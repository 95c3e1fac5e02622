//! Receive-side reassembly with a quiet-period debounce.
//!
//! USB bulk reads can split one logical message over several transfers.
//! Bytes are appended as they arrive and decoding waits until no new data
//! has arrived for the quiet period.

use std::time::Duration;

use tokio::time::{sleep_until, Instant};

use crate::protocol::{Drained, FrameBuffer};

/// Cancellable delayed deadline, re-armed on every call to [`arm`](Self::arm).
#[derive(Debug, Clone, Copy)]
pub struct Debounce {
    delay: Duration,
    deadline: Option<Instant>,
}

impl Debounce {
    pub fn new(delay: Duration) -> Self {
        Self {
            delay,
            deadline: None,
        }
    }

    /// Push the deadline out to `now + delay`.
    pub fn arm(&mut self, now: Instant) {
        self.deadline = Some(now + self.delay);
    }

    pub fn cancel(&mut self) {
        self.deadline = None;
    }

    #[inline]
    pub fn is_armed(&self) -> bool {
        self.deadline.is_some()
    }

    #[inline]
    pub fn deadline(&self) -> Option<Instant> {
        self.deadline
    }

    /// Resolve at the deadline. Never resolves while disarmed.
    pub async fn elapsed(&self) {
        match self.deadline {
            Some(deadline) => sleep_until(deadline).await,
            None => std::future::pending().await,
        }
    }
}

/// Rolling receive buffer plus quiet-period timer.
pub struct ReceiveAssembler {
    buffer: FrameBuffer,
    quiet: Debounce,
}

impl ReceiveAssembler {
    pub fn new(quiet_period: Duration, max_body_length: u32) -> Self {
        Self {
            buffer: FrameBuffer::with_max_body(max_body_length),
            quiet: Debounce::new(quiet_period),
        }
    }

    /// Append one transport read and re-arm the quiet timer.
    pub fn on_read(&mut self, data: &[u8], now: Instant) {
        self.buffer.extend(data);
        self.quiet.arm(now);
    }

    /// Resolves when the burst has settled.
    pub async fn settled(&self) {
        self.quiet.elapsed().await
    }

    #[inline]
    pub fn is_pending(&self) -> bool {
        self.quiet.is_armed()
    }

    /// Quiet period elapsed: decode everything complete in the buffer.
    ///
    /// When the pass reports `InvalidFrame` the rest of the buffer has
    /// already been discarded.
    pub fn flush(&mut self) -> Drained {
        self.quiet.cancel();
        self.buffer.drain()
    }

    /// Bytes waiting for the rest of their frame.
    pub fn buffered(&self) -> usize {
        self.buffer.len()
    }

    pub fn reset(&mut self) {
        self.quiet.cancel();
        self.buffer.clear();
    }
}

--- --- ---

EXERCISE BRIEF: Please restate, exactly as written, the line that holds "self.buffer.len()" and all remaining lines of the data above, and only those.

COMPLETED TASK:
        self.buffer.len()
    }

    pub fn reset(&mut self) {
        self.quiet.cancel();
        self.buffer.clear();
    }
}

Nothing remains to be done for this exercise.